This document covers the following topics:
Substitution Characters Used When a Character Cannot Be Converted
Receiving a Conversion Error When Cataloging a Source Which Has UTF-8 Format
Receiving Junk on Linux When Displaying U Format by a Terminal Emulation
The code page you have defined with the profile parameter CP
does either not exist (see http://demo.icu-project.org/icu-bin/convexp for valid ICU code
pages and http://www.iana.org/assignments/character-sets for the
appropriate IANA names) or is an invalid default code page for the platform (for example,
an EBCDIC code page cannot be
used on a Windows or Linux
platform).
The default code page is the code page which is the result of the evaluation of the
profile parameter CP
.
If CP
is not filled, it is the current
operating system code page.
On the platforms supported by Natural for Linux, you should always define the
CP
parameter, because the ICU default could be defined
differently for different Linux platforms and this definition can as well change for a
specific platform with newer ICU versions.

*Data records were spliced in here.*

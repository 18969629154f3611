//! Easing curves that shape how lightness is distributed across steps.

use enterpolation::{Signal, bspline::BSpline};
use serde::{Deserialize, Serialize};

use crate::error::RampError;

/// Available curve/easing types for step planning.
#[derive(Debug, Clone, Copy, Default, PartialEq, Eq, Serialize, Deserialize)]
#[serde(rename_all = "snake_case")]
pub enum CurveType {
    /// Linear interpolation (no easing)
    #[default]
    Linear,
    /// Ease-in (accelerating from start)
    #[serde(alias = "easeIn")]
    EaseIn,
    /// Ease-out (decelerating to end)
    #[serde(alias = "easeOut")]
    EaseOut,
    /// Smooth S-curve (Hermite interpolation)
    Smoothstep,
    /// Sigmoid curve with configurable steepness
    Sigmoid,
    /// Bezier-style curve through caller control values
    Bezier,
}

impl CurveType {
    /// Display name for the curve type.
    pub fn display_name(self) -> &'static str {
        match self {
            Self::Linear => "Linear",
            Self::EaseIn => "Ease In",
            Self::EaseOut => "Ease Out",
            Self::Smoothstep => "Smoothstep",
            Self::Sigmoid => "Sigmoid",
            Self::Bezier => "Bezier",
        }
    }
}

/// Configuration for the lightness curve.
#[derive(Debug, Clone, PartialEq, Serialize, Deserialize)]
#[serde(default)]
pub struct CurveConfig {
    /// The curve type to use
    #[serde(rename = "type")]
    pub curve_type: CurveType,
    /// Strength/steepness parameter (for sigmoid, 0.1-5.0)
    pub strength: f64,
    /// Control values for bezier, evenly spaced over `t`.
    /// Must start at 0.0, end at 1.0 and never decrease.
    pub control_points: Option<Vec<f64>>,
}

impl Default for CurveConfig {
    fn default() -> Self {
        Self {
            curve_type: CurveType::Linear,
            strength: 1.0,
            control_points: None,
        }
    }
}

impl CurveConfig {
    pub fn of(curve_type: CurveType) -> Self {
        Self {
            curve_type,
            ..Default::default()
        }
    }

    /// Check that the curve maps `[0, 1]` monotonically onto `[0, 1]`.
    pub fn validate(&self) -> Result<(), RampError> {
        if !(self.strength.is_finite() && self.strength > 0.0) {
            return Err(RampError::config(format!(
                "curve strength must be positive, got {}",
                self.strength
            )));
        }

        if self.curve_type != CurveType::Bezier {
            return Ok(());
        }

        let Some(points) = &self.control_points else {
            return Err(RampError::config("bezier curve requires control_points"));
        };
        if points.len() < 2 {
            return Err(RampError::config(
                "bezier curve requires at least two control points",
            ));
        }
        if points.first() != Some(&0.0) || points.last() != Some(&1.0) {
            return Err(RampError::config(
                "bezier control points must start at 0.0 and end at 1.0",
            ));
        }
        if points.windows(2).any(|w| w[1] < w[0]) {
            return Err(RampError::config(
                "bezier control points must be non-decreasing",
            ));
        }
        Ok(())
    }
}

/// Evaluate a curve at parameter t (0.0 to 1.0).
///
/// Returns the mapped t value after applying the easing function.
pub fn evaluate_curve(config: &CurveConfig, t: f64) -> f64 {
    let t = t.clamp(0.0, 1.0);

    match config.curve_type {
        CurveType::Linear => t,
        CurveType::EaseIn => t * t,
        CurveType::EaseOut => 1.0 - (1.0 - t) * (1.0 - t),
        CurveType::Smoothstep => t * t * (3.0 - 2.0 * t),
        CurveType::Sigmoid => sigmoid(t, config.strength),
        CurveType::Bezier => evaluate_bezier(config, t),
    }
}

/// Sigmoid function with configurable steepness.
/// Maps [0,1] -> [0,1] with an S-curve shape.
fn sigmoid(t: f64, strength: f64) -> f64 {
    let k = strength.max(0.1) * 6.0;
    let x = (t - 0.5) * k;
    let raw = 1.0 / (1.0 + (-x).exp());

    // Normalize to exactly [0, 1] range
    let min_val = 1.0 / (1.0 + (k * 0.5).exp());
    let max_val = 1.0 / (1.0 + (-k * 0.5).exp());
    (raw - min_val) / (max_val - min_val)
}

/// Evaluate the control values as a clamped B-spline.
///
/// With up to four control values the spline degree equals `len - 1`, which is
/// exactly the Bezier curve over those values.
fn evaluate_bezier(config: &CurveConfig, t: f64) -> f64 {
    let Some(points) = &config.control_points else {
        return t;
    };

    if points.len() < 2 {
        return t;
    }

    let degree = (points.len() - 1).min(3);

    let result = BSpline::builder()
        .clamped()
        .elements(points.clone())
        .equidistant::<f64>()
        .degree(degree)
        .normalized()
        .dynamic()
        .build();

    match result {
        Ok(spline) => spline.eval(t).clamp(0.0, 1.0),
        Err(_) => t,
    }
}

/// Compute normalized sample positions, one per step.
///
/// The first position is exactly 0.0 and the last exactly 1.0.
pub fn compute_sample_positions(steps: usize, curve: &CurveConfig) -> Vec<f64> {
    if steps == 0 {
        return vec![];
    }
    if steps == 1 {
        return vec![0.0];
    }

    let last = steps - 1;
    (0..steps)
        .map(|i| match i {
            0 => 0.0,
            i if i == last => 1.0,
            i => evaluate_curve(curve, i as f64 / last as f64),
        })
        .collect()
}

The default code page which is used by Natural for conversions between code page and
Unicode and vice versa can be detected by displaying the content of the system variable
*CODEPAGE
.
Should you save all Natural sources in UTF-8 format depends on the characters you want to use and on the platforms on which your sources are located. If you want to use Unicode constants, UTF-8 is the only possibility to store all combinations of characters. However, you can define hexadecimal UH constants which can also be stored in code page sources. The disadvantage of hexadecimal constants is that you have to know the UTF-16 encoding for every character of the constant. On mainframes, UTF-8 format for sources is not possible at all. On Linux, UTF-8 sources can only be handled via SPoD; they cannot be handled locally on Linux.
Use the MOVE ENCODED
statement for conversion from UTF-8 to UTF-16: the code page
"UTF-8" has to be used for the A format variable.
Check if you are using the correct code page. If the code page is correct, check if the selected font supports the characters you want to display.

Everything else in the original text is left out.